The good performance of deep-learning training requires a large number of datasets. However, pipeline MFL inspection projects require large amounts of human resources and time to obtain the sample data. Therefore, it is a challenge to obtain adequate training datasets for MFL testing technologies of oil and gas pipelines. Thus, it is necessary to further study and develop appropriate data augmentation methods for increasing the amount of MFL data to expand the number of samples required for deep learning. However, the published methods [101,105] have reached good results for MFL data augmentation. Over 1000 real MFL image samples are required for augmentation, which is still too many for the MFL inspection. Thus, more efficient data augmentation strategies are needed.

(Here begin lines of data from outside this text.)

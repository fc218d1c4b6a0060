//! Response providers
//!
//! A provider turns one user message into one bot reply. Every provider
//! resolves to a non-empty string; failures are turned into fallback text
//! inside the provider and never reach the turn controller.

mod local;
mod remote;

#[cfg(test)]
pub(crate) mod testing;

use std::fmt;
use std::sync::Arc;

use async_trait::async_trait;
use thiserror::Error;

use crate::config::{Config, ResponseMode, TipBook};
use crate::conversation::Category;

pub use local::LocalTipProvider;
pub use remote::{RemoteConfig, RemoteProvider};

/// Reply when the remote strategy has no credential to call with
pub const MISSING_CREDENTIAL: &str =
    "Please provide your Perplexity API key to get personalized responses.";

/// Reply when the remote call fails for any reason
pub const APOLOGY: &str = "I apologize, but I'm having trouble connecting to my knowledge base. Please try again in a moment.";

#[derive(Debug, Error)]
pub enum ProviderError {
    #[error("Request failed: {0}")]
    RequestFailed(#[from] reqwest::Error),

    #[error("API error: {0}")]
    Api(String),

    #[error("Invalid response: {0}")]
    InvalidResponse(String),
}

/// User-supplied bearer token. Held in memory only and never printed.
#[derive(Clone, PartialEq, Eq)]
pub struct Credential(String);

impl Credential {
    /// Returns `None` for blank input
    pub fn new(value: impl Into<String>) -> Option<Self> {
        let value = value.into();
        let trimmed = value.trim();
        if trimmed.is_empty() {
            None
        } else {
            Some(Self(trimmed.to_string()))
        }
    }

    pub fn expose(&self) -> &str {
        &self.0
    }
}

impl fmt::Debug for Credential {
    fn fmt(&self, f: &mut fmt::Formatter<'_>) -> fmt::Result {
        f.write_str("Credential(<redacted>)")
    }
}

/// Everything a provider needs to answer one turn
#[derive(Debug, Clone)]
pub struct TipRequest {
    pub text: String,
    pub category: Option<Category>,
    pub credential: Option<Credential>,
}

#[async_trait]
pub trait ResponseProvider: Send + Sync {
    /// Short name for logs
    fn name(&self) -> &'static str;

    /// Whether the user should be asked for a credential
    fn wants_credential(&self) -> bool {
        false
    }

    /// Produce the bot reply for a turn
    async fn respond(&self, request: &TipRequest) -> String;
}

/// Remote when the session holds a credential, local tips otherwise
pub struct AutoProvider {
    local: LocalTipProvider,
    remote: RemoteProvider,
}

impl AutoProvider {
    pub fn new(local: LocalTipProvider, remote: RemoteProvider) -> Self {
        Self { local, remote }
    }
}

#[async_trait]
impl ResponseProvider for AutoProvider {
    fn name(&self) -> &'static str {
        "auto"
    }

    fn wants_credential(&self) -> bool {
        true
    }

    async fn respond(&self, request: &TipRequest) -> String {
        if request.credential.is_some() {
            self.remote.respond(request).await
        } else {
            self.local.respond(request).await
        }
    }
}

/// Build the provider selected by `BROBOT_MODE`
pub fn from_config(
    config: &Config,
    tips: TipBook,
) -> Result<Arc<dyn ResponseProvider>, ProviderError> {
    let local = || LocalTipProvider::new(tips.clone(), config.typing_delay());
    let remote = || RemoteProvider::new(RemoteConfig::from(config));

    let provider: Arc<dyn ResponseProvider> = match config.mode {
        ResponseMode::Local => Arc::new(local()),
        ResponseMode::Remote => Arc::new(remote()?),
        ResponseMode::Auto => Arc::new(AutoProvider::new(local(), remote()?)),
    };

    Ok(provider)
}
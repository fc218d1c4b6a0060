//! Conversation types and state management

use std::fmt;
use std::str::FromStr;

use chrono::{DateTime, Utc};
use serde::{Deserialize, Serialize};

/// Wellness topic a message is tagged with
#[derive(Debug, Clone, Copy, PartialEq, Eq, Hash, Serialize, Deserialize)]
#[serde(rename_all = "lowercase")]
pub enum Category {
    Fitness,
    Nutrition,
    Mental,
}

impl Category {
    /// All categories in classifier priority order
    pub const ALL: [Category; 3] = [Category::Fitness, Category::Nutrition, Category::Mental];

    pub fn as_str(&self) -> &'static str {
        match self {
            Category::Fitness => "fitness",
            Category::Nutrition => "nutrition",
            Category::Mental => "mental",
        }
    }
}

impl fmt::Display for Category {
    fn fmt(&self, f: &mut fmt::Formatter<'_>) -> fmt::Result {
        f.write_str(self.as_str())
    }
}

#[derive(Debug, thiserror::Error)]
#[error("Unknown category: {0}")]
pub struct UnknownCategory(pub String);

impl FromStr for Category {
    type Err = UnknownCategory;

    fn from_str(s: &str) -> Result<Self, Self::Err> {
        match s.to_lowercase().as_str() {
            "fitness" => Ok(Category::Fitness),
            "nutrition" => Ok(Category::Nutrition),
            "mental" | "mental_health" | "mental-health" => Ok(Category::Mental),
            other => Err(UnknownCategory(other.to_string())),
        }
    }
}

/// Display colour of a message bubble
pub fn display_color(author: Author, category: Option<Category>) -> &'static str {
    if author == Author::User {
        return "blue";
    }
    match category {
        Some(Category::Fitness) => "blue",
        Some(Category::Nutrition) => "green",
        Some(Category::Mental) => "purple",
        None => "gray",
    }
}

#[derive(Debug, Clone, Copy, PartialEq, Eq, Serialize, Deserialize)]
#[serde(rename_all = "lowercase")]
pub enum Author {
    User,
    Bot,
}

#[derive(Debug, Clone, Copy, PartialEq, Eq, Serialize, Deserialize)]
#[serde(rename_all = "lowercase")]
pub enum Feedback {
    Liked,
    Disliked,
}

#[derive(Debug, Clone, Serialize, Deserialize)]
pub struct Message {
    pub content: String,
    pub author: Author,
    pub timestamp: DateTime<Utc>,
    #[serde(default)]
    pub category: Option<Category>,
    #[serde(default)]
    pub feedback: Option<Feedback>,
}

impl Message {
    fn new(content: String, author: Author, category: Option<Category>) -> Self {
        Self {
            content,
            author,
            timestamp: Utc::now(),
            category,
            feedback: None,
        }
    }

    pub fn is_bot(&self) -> bool {
        self.author == Author::Bot
    }
}

#[derive(Debug, Clone, PartialEq, Eq, thiserror::Error)]
pub enum FeedbackError {
    #[error("No message at index {0}")]
    NotFound(usize),

    #[error("Message {0} was written by the user")]
    NotBotMessage(usize),
}

/// Append-only message log. Only `feedback` may change after a push.
#[derive(Debug, Clone, Default, Serialize)]
pub struct Conversation {
    messages: Vec<Message>,
}

impl Conversation {
    pub fn new() -> Self {
        Self::default()
    }

    /// Append a user message, returning its index
    pub fn add_user(&mut self, content: &str, category: Option<Category>) -> usize {
        self.push(Message::new(content.to_string(), Author::User, category))
    }

    /// Append a bot message, returning its index
    pub fn add_bot(&mut self, content: &str, category: Option<Category>) -> usize {
        self.push(Message::new(content.to_string(), Author::Bot, category))
    }

    fn push(&mut self, message: Message) -> usize {
        self.messages.push(message);
        self.messages.len() - 1
    }

    /// Overwrite the feedback of a bot message. Last write wins.
    pub fn set_feedback(&mut self, index: usize, feedback: Feedback) -> Result<(), FeedbackError> {
        let message = self
            .messages
            .get_mut(index)
            .ok_or(FeedbackError::NotFound(index))?;

        if !message.is_bot() {
            return Err(FeedbackError::NotBotMessage(index));
        }

        message.feedback = Some(feedback);
        Ok(())
    }

    pub fn get(&self, index: usize) -> Option<&Message> {
        self.messages.get(index)
    }

    pub fn messages(&self) -> &[Message] {
        &self.messages
    }

    pub fn len(&self) -> usize {
        self.messages.len()
    }

    pub fn is_empty(&self) -> bool {
        self.messages.is_empty()
    }
}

8.4. Interpretable Training Model

The black-box properties of the complex deep-learning model seriously affect its development in security applications. The interpretable training model makes it possible to visualize the relative contribution of input tokens to the final prediction results. In addition, the interpretable training model requires fewer training samples, which is quite suitable for the small datasets in oil and gas pipeline detection. At present, only a few papers investigated research on the interpretable model for MFL training. But the existing interpretable training models [17,98] are only suitable for the defect quantitation circumstances. It should be extended to more MFL detection and estimation applications. An interpretable training strategy will be a promising development direction of deep learning applied to the MFL detection and evaluation in oil and gas pipelines.

9. Conclusions

This work reviews the applications of deep learning to MFL inspection of oil and gas pipelines in detail. Since the first application of convolutional neural networks to pipeline MFL data analysis in 2017 [59], deep-learning technologies have gradually been applied to oil and gas pipeline MFL inspection. The applications have achieved remarkable results thus far. Over the past five years, deep-learning technologies have been expanded and applied to anomaly classification, defect quantification, and MFL data augmentation of oil and gas pipelines. At the same time, MFL data detection and analysis studies have provided many new solutions for deep-learning theory and technology applications, from physical interpretability to visual transformation analysis, etc. In general, deep learning has not been widely studied for MFL testing in oil and gas pipelines, and there are not many existing studies on this topic. This is mainly limited by the small-labeled datasets available.
To better apply deep learning to MFL testing in oil and gas pipelines, future developments and breakthroughs will be mainly achieved from the perspective of several factors. The first involves applying interpretable deep-learning technologies to study the network learning structures suitable for small datasets. The second involves studying appropriate methods for increasing the amount of MFL data to expand the number of samples required for deep learning. High-precision MFL signal acquisition and low computational costs are also goals that need to be pursued. We expect that further developments in deep learning will bring new changes to pipeline MFL detection and evaluation technologies. It is also expected that researchers working on pipeline MFL data analysis can inject fresh possibilities into deep-learning algorithms. This review is expected to encourage further research in the MFL detection and estimation field based on deep learning.

Author Contributions

Conceptualization, L.P.; methodology, H.S.; validation, S.H.; formal analysis, H.S.; investigation, L.P.; resources, S.H.; data curation, H.S.; writing—original draft preparation, L.P.; writing—review and editing, S.H.; visualization, H.S.; supervision, L.P. and S.L.; project administration, S.H.; funding acquisition, L.P. and S.H. All authors have read and agreed to the published version of the manuscript.

Funding

This research was funded by National Natural Science Foundation of China (NSFC) (No. 52007088 and 52077110), and Project supported by State Key Laboratory of Power System and Generation Equipment (SKLD22M02).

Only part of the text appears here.